Start of Block

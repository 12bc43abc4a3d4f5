//! Error types for the logger

pub type Result<T> = std::result::Result<T, LoggerError>;

#[derive(Debug, thiserror::Error)]
pub enum LoggerError {
    /// A sink rejected (part of) a record
    #[error("failed to write log record to sink '{sink}': {source}")]
    SinkWrite {
        sink: String,
        #[source]
        source: std::io::Error,
    },

    /// Generic IO error
    #[error("IO error: {0}")]
    Io(#[from] std::io::Error),

    /// A `Display` implementation reported an error while rendering a message
    #[error("failed to format log message")]
    Format,

    /// Level token that is not one of error/warning/info/debug
    #[error("invalid log level: '{0}'")]
    InvalidLevel(String),

    /// Invalid configuration with details
    #[error("Invalid configuration for {component}: {message}")]
    InvalidConfiguration { component: String, message: String },

    /// File sink could not be opened
    #[error("File sink error for '{path}': {message}")]
    FileSink { path: String, message: String },

    /// Malformed JSON configuration
    #[error("JSON error: {0}")]
    Json(#[from] serde_json::Error),
}

impl LoggerError {
    /// Create a sink write error, tagged with the sink's name
    pub fn sink_write(sink: impl Into<String>, source: std::io::Error) -> Self {
        LoggerError::SinkWrite {
            sink: sink.into(),
            source,
        }
    }

    /// Create an invalid level error
    pub fn invalid_level(token: impl Into<String>) -> Self {
        LoggerError::InvalidLevel(token.into())
    }

    /// Create an invalid configuration error
    pub fn config(component: impl Into<String>, message: impl Into<String>) -> Self {
        LoggerError::InvalidConfiguration {
            component: component.into(),
            message: message.into(),
        }
    }

    /// Create a file sink error
    pub fn file_sink(path: impl Into<String>, message: impl Into<String>) -> Self {
        LoggerError::FileSink {
            path: path.into(),
            message: message.into(),
        }
    }
}
//! Logger configuration loaded from JSON
//!
//! ```
//! use leveled_log::prelude::*;
//!
//! let config = LoggerConfig::from_json(r#"{
//!     "name": "svc",
//!     "level": "debug",
//!     "outputs": [{ "type": "stdout" }]
//! }"#).unwrap();
//!
//! let logger = config.build().unwrap();
//! assert_eq!(logger.level(), Level::Debug);
//! assert_eq!(logger.output_names(), vec!["stdout"]);
//! ```

use super::{
    error::{LoggerError, Result},
    level::Level,
    logger::Logger,
    sink::Sink,
};
use crate::sinks::{ConsoleSink, FileSink};
use serde::Deserialize;
use std::path::{Path, PathBuf};

/// Where a configured logger writes
#[derive(Debug, Clone, PartialEq, Eq, Deserialize)]
#[serde(tag = "type", rename_all = "lowercase")]
pub enum OutputTarget {
    Stderr,
    Stdout,
    File { path: PathBuf },
}

impl OutputTarget {
    /// Open the sink this target describes
    pub fn open(&self) -> Result<Box<dyn Sink>> {
        match self {
            OutputTarget::Stderr => Ok(Box::new(ConsoleSink::stderr())),
            OutputTarget::Stdout => Ok(Box::new(ConsoleSink::stdout())),
            OutputTarget::File { path } => {
                if path.as_os_str().is_empty() {
                    return Err(LoggerError::config(
                        "outputs",
                        "file output needs a non-empty path",
                    ));
                }
                Ok(Box::new(FileSink::new(path)?))
            }
        }
    }
}

/// Serializable description of a logger.
///
/// Missing fields take their defaults: no name, `info`, no file:line, no
/// colors, stderr. Unlike [`Logger::set_level_str`], an unknown level here
/// is an error.
#[derive(Debug, Clone, Default, PartialEq, Eq, Deserialize)]
#[serde(default, deny_unknown_fields)]
pub struct LoggerConfig {
    pub name: String,
    pub level: Level,
    pub file_line: bool,
    pub colors: bool,
    pub outputs: Vec<OutputTarget>,
}

impl LoggerConfig {
    pub fn from_json(json: &str) -> Result<Self> {
        Ok(serde_json::from_str(json)?)
    }

    pub fn from_json_file(path: impl AsRef<Path>) -> Result<Self> {
        let path = path.as_ref();
        let json = std::fs::read_to_string(path).map_err(|e| {
            LoggerError::config("config file", format!("{}: {}", path.display(), e))
        })?;
        Self::from_json(&json)
    }

    fn open_outputs(&self) -> Result<Vec<Box<dyn Sink>>> {
        self.outputs.iter().map(OutputTarget::open).collect()
    }

    /// Create a logger from this configuration
    pub fn build(&self) -> Result<Logger> {
        let outputs = self.open_outputs()?;
        Ok(Logger::builder(self.name.clone())
            .level(self.level)
            .file_line(self.file_line)
            .colors(self.colors)
            .outputs(outputs)
            .build())
    }

    /// Reconfigure an existing logger (e.g. the default one) in place.
    ///
    /// All outputs are opened before anything changes, so a failure leaves
    /// `logger` untouched.
    pub fn apply_to(&self, logger: &Logger) -> Result<()> {
        let outputs = self.open_outputs()?;
        logger.set_outputs(outputs);
        logger.set_name(self.name.clone());
        logger.set_level(self.level);
        logger.set_file_line(self.file_line);
        logger.set_colors(self.colors);
        Ok(())
    }
}

#[cfg(test)]
mod tests {
    use super::*;
    use crate::sinks::MemorySink;
    use tempfile::TempDir;

    #[test]
    fn test_empty_object_gives_defaults() {
        let config = LoggerConfig::from_json("{}").unwrap();
        assert_eq!(config, LoggerConfig::default());

        let logger = config.build().unwrap();
        assert_eq!(logger.level(), Level::Info);
        assert_eq!(logger.output_names(), vec!["stderr"]);
    }

    #[test]
    fn test_full_config() {
        let dir = TempDir::new().unwrap();
        let path = dir.path().join("app.log");
        let json = format!(
            r#"{{
                "name": "svc",
                "level": "W",
                "file_line": true,
                "outputs": [
                    {{ "type": "stderr" }},
                    {{ "type": "file", "path": {:?} }}
                ]
            }}"#,
            path.display().to_string()
        );

        let config = LoggerConfig::from_json(&json).unwrap();
        assert_eq!(config.level, Level::Warning);
        assert!(config.file_line);
        assert_eq!(config.outputs.len(), 2);

        let logger = config.build().unwrap();
        assert_eq!(logger.name(), "svc");
        assert_eq!(logger.output_names().len(), 2);
    }

    #[test]
    fn test_unknown_level_is_rejected() {
        let err = LoggerConfig::from_json(r#"{ "level": "loud" }"#).unwrap_err();
        assert!(matches!(err, LoggerError::Json(_)));
        assert!(err.to_string().contains("loud"));
    }

    #[test]
    fn test_unknown_field_is_rejected() {
        let err = LoggerConfig::from_json(r#"{ "rotation": "daily" }"#).unwrap_err();
        assert!(matches!(err, LoggerError::Json(_)));
    }

    #[test]
    fn test_empty_file_path_is_rejected() {
        let config = LoggerConfig::from_json(r#"{ "outputs": [{ "type": "file", "path": "" }] }"#)
            .unwrap();
        let err = config.build().unwrap_err();
        assert!(matches!(err, LoggerError::InvalidConfiguration { .. }));
    }

    #[test]
    fn test_apply_to_reconfigures_in_place() {
        let sink = MemorySink::new();
        let logger = Logger::builder("old").output(sink.clone()).build();

        let config = LoggerConfig {
            name: "new".to_string(),
            level: Level::Error,
            ..LoggerConfig::default()
        };
        config.apply_to(&logger).unwrap();

        assert_eq!(logger.name(), "new");
        assert_eq!(logger.level(), Level::Error);
        assert_eq!(logger.output_names(), vec!["stderr"]);
    }

    #[test]
    fn test_failed_apply_leaves_logger_untouched() {
        let dir = TempDir::new().unwrap();
        let sink = MemorySink::new();
        let logger = Logger::builder("keep").output(sink.clone()).build();

        let config = LoggerConfig {
            name: "changed".to_string(),
            outputs: vec![OutputTarget::File {
                path: dir.path().join("missing").join("app.log"),
            }],
            ..LoggerConfig::default()
        };

        assert!(config.apply_to(&logger).is_err());
        assert_eq!(logger.name(), "keep");
        assert_eq!(logger.output_names(), vec!["memory"]);
    }

    #[test]
    fn test_from_json_file() {
        let dir = TempDir::new().unwrap();
        let path = dir.path().join("log.json");
        std::fs::write(&path, r#"{ "name": "from-file", "level": "error" }"#).unwrap();

        let config = LoggerConfig::from_json_file(&path).unwrap();
        assert_eq!(config.name, "from-file");
        assert_eq!(config.level, Level::Error);

        let err = LoggerConfig::from_json_file(dir.path().join("absent.json")).unwrap_err();
        assert!(matches!(err, LoggerError::InvalidConfiguration { .. }));
    }
}
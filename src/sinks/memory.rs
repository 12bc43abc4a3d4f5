//! In-memory sink, mostly useful for capturing output in tests

use crate::core::{Result, Sink};
use parking_lot::Mutex;
use std::sync::Arc;

/// Captures every record in a shared byte buffer.
///
/// Clones share the buffer: keep one handle to read what a logger wrote
/// through another.
#[derive(Debug, Clone, Default)]
pub struct MemorySink {
    buf: Arc<Mutex<Vec<u8>>>,
}

impl MemorySink {
    pub fn new() -> Self {
        Self::default()
    }

    /// Copy of everything written so far
    pub fn contents(&self) -> Vec<u8> {
        self.buf.lock().clone()
    }

    /// Captured output as (lossy) UTF-8
    pub fn contents_string(&self) -> String {
        String::from_utf8_lossy(&self.buf.lock()).into_owned()
    }

    /// Captured output split into lines, terminators removed
    pub fn lines(&self) -> Vec<String> {
        self.contents_string().lines().map(String::from).collect()
    }

    pub fn len(&self) -> usize {
        self.buf.lock().len()
    }

    pub fn is_empty(&self) -> bool {
        self.buf.lock().is_empty()
    }

    pub fn clear(&self) {
        self.buf.lock().clear();
    }
}

impl Sink for MemorySink {
    fn write(&mut self, record: &[u8]) -> Result<()> {
        self.buf.lock().extend_from_slice(record);
        Ok(())
    }

    fn name(&self) -> &str {
        "memory"
    }
}
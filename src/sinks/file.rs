//! File sink implementation

use crate::core::sink::write_error;
use crate::core::{LoggerError, Result, Sink};
use std::fs::{File, OpenOptions};
use std::io::Write;
use std::path::{Path, PathBuf};

/// Appends records to a file.
///
/// Each record goes out in a single unbuffered `write_all`, so a line is
/// handed to the OS as soon as it is logged.
pub struct FileSink {
    file: File,
    path: PathBuf,
    name: String,
}

impl FileSink {
    /// Open (or create) `path` for appending
    pub fn new(path: impl Into<PathBuf>) -> Result<Self> {
        let path = path.into();
        let file = OpenOptions::new()
            .create(true)
            .append(true)
            .open(&path)
            .map_err(|e| LoggerError::file_sink(path.display().to_string(), e.to_string()))?;
        let name = format!("file:{}", path.display());

        Ok(Self { file, path, name })
    }

    pub fn path(&self) -> &Path {
        &self.path
    }
}

impl Sink for FileSink {
    fn write(&mut self, record: &[u8]) -> Result<()> {
        self.file
            .write_all(record)
            .map_err(|e| write_error(&self.name, e))
    }

    fn flush(&mut self) -> Result<()> {
        self.file.flush().map_err(|e| write_error(&self.name, e))
    }

    fn name(&self) -> &str {
        &self.name
    }
}

#[cfg(test)]
mod tests {
    use super::*;
    use tempfile::TempDir;

    #[test]
    fn test_appends_records() {
        let dir = TempDir::new().unwrap();
        let path = dir.path().join("app.log");

        let mut sink = FileSink::new(&path).unwrap();
        sink.write(b"first\n").unwrap();
        sink.write(b"second\n").unwrap();

        assert_eq!(std::fs::read_to_string(&path).unwrap(), "first\nsecond\n");
        assert_eq!(sink.path(), path.as_path());
        assert!(sink.name().starts_with("file:"));
    }

    #[test]
    fn test_reopen_keeps_existing_content() {
        let dir = TempDir::new().unwrap();
        let path = dir.path().join("app.log");

        FileSink::new(&path).unwrap().write(b"one\n").unwrap();
        FileSink::new(&path).unwrap().write(b"two\n").unwrap();

        assert_eq!(std::fs::read_to_string(&path).unwrap(), "one\ntwo\n");
    }

    #[test]
    fn test_flush_after_writes() {
        let dir = TempDir::new().unwrap();
        let path = dir.path().join("app.log");

        let mut sink = FileSink::new(&path).unwrap();
        sink.write(b"kept\n").unwrap();
        sink.flush().unwrap();

        assert_eq!(std::fs::read_to_string(&path).unwrap(), "kept\n");
    }

    #[test]
    fn test_missing_directory_is_an_error() {
        let dir = TempDir::new().unwrap();
        let path = dir.path().join("missing").join("app.log");

        let err = FileSink::new(&path).err().unwrap();
        assert!(matches!(err, LoggerError::FileSink { .. }));
    }
}
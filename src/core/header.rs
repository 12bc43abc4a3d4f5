//! Header rendering: timestamp, level marker, name and caller location
//!
//! Every emitted line starts with
//!
//! ```text
//! YYYY/MM/DD hh:mm:ss.mmm [L][name] file:line
//! ```
//!
//! where the `[name] ` and `file:line ` segments are only present when
//! configured. Fields are written straight into the caller's buffer.

use super::level::Level;
use chrono::NaiveDateTime;
use std::fmt::{self, Write as _};
use std::panic::Location;

/// chrono format string of the header timestamp
pub const TIMESTAMP_FORMAT: &str = "%Y/%m/%d %H:%M:%S%.3f";

/// Source location of the code that issued a log call
#[derive(Debug, Clone, Copy, PartialEq, Eq)]
pub struct Caller {
    pub file: &'static str,
    pub line: u32,
}

impl Caller {
    /// Marker written when the location of a call is not known
    pub const UNKNOWN: Caller = Caller {
        file: "???",
        line: 0,
    };

    /// Location of the nearest caller not marked `#[track_caller]`
    #[track_caller]
    #[inline]
    pub fn here() -> Self {
        Location::caller().into()
    }
}

impl From<&'static Location<'static>> for Caller {
    fn from(location: &'static Location<'static>) -> Self {
        Caller {
            file: location.file(),
            line: location.line(),
        }
    }
}

/// Style switches that do not change which fields are written
#[derive(Debug, Clone, Copy, Default)]
pub struct HeaderStyle {
    /// Wrap the level marker in ANSI color codes
    pub colors: bool,
}

/// Appends formatted text to a byte buffer
pub(crate) struct ByteWriter<'a>(pub(crate) &'a mut Vec<u8>);

impl fmt::Write for ByteWriter<'_> {
    fn write_str(&mut self, s: &str) -> fmt::Result {
        self.0.extend_from_slice(s.as_bytes());
        Ok(())
    }
}

/// Append the header for one line to `buf`.
///
/// `buf` is appended to, never cleared. An empty `name` writes no tag.
pub fn format_header(
    buf: &mut Vec<u8>,
    now: &NaiveDateTime,
    level: Level,
    name: &str,
    caller: Option<Caller>,
    style: HeaderStyle,
) -> fmt::Result {
    format_timestamp(buf, now)?;
    buf.push(b' ');

    push_marker(buf, level, style);

    if !name.is_empty() {
        buf.push(b'[');
        buf.extend_from_slice(name.as_bytes());
        buf.extend_from_slice(b"] ");
    }

    if let Some(caller) = caller {
        write!(ByteWriter(buf), "{}:{} ", caller.file, caller.line)?;
    }
    Ok(())
}

/// `YYYY/MM/DD hh:mm:ss.mmm`, see [`TIMESTAMP_FORMAT`]
pub fn format_timestamp(buf: &mut Vec<u8>, now: &NaiveDateTime) -> fmt::Result {
    write!(ByteWriter(buf), "{}", now.format(TIMESTAMP_FORMAT))
}

#[cfg(feature = "console")]
fn push_marker(buf: &mut Vec<u8>, level: Level, style: HeaderStyle) {
    use colored::Colorize;

    if style.colors {
        let colored = level.marker().color(level.color_code()).to_string();
        buf.extend_from_slice(colored.as_bytes());
    } else {
        buf.extend_from_slice(level.marker().as_bytes());
    }
}

#[cfg(not(feature = "console"))]
fn push_marker(buf: &mut Vec<u8>, level: Level, _style: HeaderStyle) {
    buf.extend_from_slice(level.marker().as_bytes());
}

#[cfg(test)]
mod tests {
    use super::*;
    use chrono::NaiveDate;

    fn fixed_datetime() -> NaiveDateTime {
        NaiveDate::from_ymd_opt(2025, 1, 8)
            .and_then(|d| d.and_hms_milli_opt(9, 5, 3, 7))
            .expect("valid datetime")
    }

    fn render(level: Level, name: &str, caller: Option<Caller>) -> String {
        let mut buf = Vec::new();
        format_header(
            &mut buf,
            &fixed_datetime(),
            level,
            name,
            caller,
            HeaderStyle::default(),
        )
        .unwrap();
        String::from_utf8(buf).unwrap()
    }

    #[test]
    fn test_timestamp_is_zero_padded() {
        let mut buf = Vec::new();
        format_timestamp(&mut buf, &fixed_datetime()).unwrap();
        assert_eq!(buf, b"2025/01/08 09:05:03.007");
    }

    #[test]
    fn test_timestamp_upper_bounds() {
        let late = NaiveDate::from_ymd_opt(2024, 12, 31)
            .and_then(|d| d.and_hms_milli_opt(23, 59, 59, 999))
            .expect("valid datetime");
        let mut buf = Vec::new();
        format_timestamp(&mut buf, &late).unwrap();
        assert_eq!(buf, b"2024/12/31 23:59:59.999");
    }

    #[test]
    fn test_timestamp_parses_back() {
        let mut buf = Vec::new();
        format_timestamp(&mut buf, &fixed_datetime()).unwrap();
        let text = String::from_utf8(buf).unwrap();
        let parsed = NaiveDateTime::parse_from_str(&text, TIMESTAMP_FORMAT).unwrap();
        assert_eq!(parsed, fixed_datetime());
    }

    #[test]
    fn test_header_without_name_or_caller() {
        assert_eq!(render(Level::Info, "", None), "2025/01/08 09:05:03.007 [I]");
    }

    #[test]
    fn test_header_with_name() {
        assert_eq!(
            render(Level::Warning, "svc", None),
            "2025/01/08 09:05:03.007 [W][svc] "
        );
    }

    #[test]
    fn test_header_with_name_and_caller() {
        let caller = Caller {
            file: "src/main.rs",
            line: 42,
        };
        assert_eq!(
            render(Level::Debug, "db", Some(caller)),
            "2025/01/08 09:05:03.007 [D][db] src/main.rs:42 "
        );
    }

    #[test]
    fn test_unknown_caller_sentinel() {
        assert_eq!(
            render(Level::Error, "", Some(Caller::UNKNOWN)),
            "2025/01/08 09:05:03.007 [E]???:0 "
        );
    }

    #[test]
    fn test_header_appends_to_existing_buffer() {
        let mut buf = b"prefix|".to_vec();
        format_header(
            &mut buf,
            &fixed_datetime(),
            Level::Info,
            "",
            None,
            HeaderStyle::default(),
        )
        .unwrap();
        assert!(buf.starts_with(b"prefix|2025/01/08"));
    }

    #[test]
    fn test_caller_here_points_at_this_file() {
        let caller = Caller::here();
        assert!(caller.file.ends_with("header.rs"));
        assert!(caller.line > 0);
    }

    #[test]
    fn test_caller_line_is_not_padded() {
        let caller = Caller {
            file: "lib.rs",
            line: 7,
        };
        assert_eq!(
            render(Level::Info, "", Some(caller)),
            "2025/01/08 09:05:03.007 [I]lib.rs:7 "
        );
    }

    #[cfg(feature = "console")]
    #[test]
    fn test_colored_marker_wraps_ansi_codes() {
        colored::control::set_override(true);
        let mut buf = Vec::new();
        format_header(
            &mut buf,
            &fixed_datetime(),
            Level::Error,
            "",
            None,
            HeaderStyle { colors: true },
        )
        .unwrap();
        let text = String::from_utf8(buf).unwrap();
        assert!(text.contains("\u{1b}["));
        assert!(text.contains("[E]"));
    }
}
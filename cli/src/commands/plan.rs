//! `hostprep plan` — print the commands `run` would execute. Spawns nothing.

use std::process::ExitCode;

use anyhow::Result;
use clap::Args;

use crate::app::AppContext;
use crate::application::services::config_service;
use crate::commands::PolicyArgs;
use crate::domain::plan::provisioning_plan;

/// Arguments for the plan command.
#[derive(Args, Debug, Default)]
pub struct PlanArgs {
    #[command(flatten)]
    pub policy: PolicyArgs,
}

/// Render the provisioning plan under the effective configuration.
///
/// # Errors
///
/// Returns an error if the configuration cannot be loaded.
pub fn run(app: &AppContext, args: &PlanArgs) -> Result<ExitCode> {
    let config = app.config()?;
    let policy = config_service::effective_policy(&config, args.policy.cli_override());
    let plan = provisioning_plan(&config.provision.pip);
    app.renderer().render_plan(&plan, policy)?;
    Ok(ExitCode::SUCCESS)
}
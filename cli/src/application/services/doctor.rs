//! Application service — host prerequisite diagnostics.
//!
//! Imports only from `crate::domain` and `crate::application::ports`.
//! All I/O is routed through injected port traits. Nothing here mutates the
//! host.

use std::path::Path;
use std::time::Duration;

use anyhow::Result;

use crate::application::ports::{CommandRunner, FileProbe, ProgressReporter};
use crate::domain::health::{
    DoctorChecks, HostChecks, ToolChecks, is_root_uid, parse_version_banner,
};
use crate::domain::plan::{APT_PROGRAM, REQUIREMENTS_FILE};

/// Upper bound for each read-only probe.
pub const PROBE_TIMEOUT: Duration = Duration::from_secs(10);

/// Run all probes and return the aggregated checks.
///
/// # Errors
///
/// Currently infallible in practice: probe failures are recorded as negative
/// checks rather than propagated.
pub async fn run_doctor(
    runner: &impl CommandRunner,
    reporter: &impl ProgressReporter,
    files: &impl FileProbe,
    pip: &str,
) -> Result<DoctorChecks> {
    reporter.step("checking package managers...");
    let (apt_found, apt_version) = probe_version(runner, APT_PROGRAM).await;
    let (pip_found, pip_version) = probe_version(runner, pip).await;

    reporter.step("checking host...");
    let privileged = probe_privilege(runner).await;
    let requirements_present = files.is_file(Path::new(REQUIREMENTS_FILE));

    reporter.success("diagnostics complete");

    Ok(DoctorChecks {
        tools: ToolChecks {
            apt_found,
            apt_version,
            pip_program: pip.to_string(),
            pip_found,
            pip_version,
        },
        host: HostChecks {
            privileged,
            requirements_present,
        },
    })
}

// ── Internal probes ───────────────────────────────────────────────────────────

async fn probe_version(runner: &impl CommandRunner, program: &str) -> (bool, Option<String>) {
    match runner
        .run_with_timeout(program, &["--version"], PROBE_TIMEOUT)
        .await
    {
        Ok(output) if output.status.success() => {
            let stdout = String::from_utf8_lossy(&output.stdout);
            (true, parse_version_banner(&stdout))
        }
        Ok(output) => {
            tracing::debug!(program, status = ?output.status, "version probe exited non-zero");
            (false, None)
        }
        Err(e) => {
            tracing::debug!(program, error = %e, "version probe failed");
            (false, None)
        }
    }
}

async fn probe_privilege(runner: &impl CommandRunner) -> bool {
    match runner.run_with_timeout("id", &["-u"], PROBE_TIMEOUT).await {
        Ok(output) if output.status.success() => {
            is_root_uid(&String::from_utf8_lossy(&output.stdout))
        }
        _ => false,
    }
}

End of Block

The task: Look through the data and gather every line with the string "ConsoleSink" in it.

Task output:
use crate::sinks::{ConsoleSink, FileSink};
            OutputTarget::Stderr => Ok(Box::new(ConsoleSink::stderr())),
            OutputTarget::Stdout => Ok(Box::new(ConsoleSink::stdout())),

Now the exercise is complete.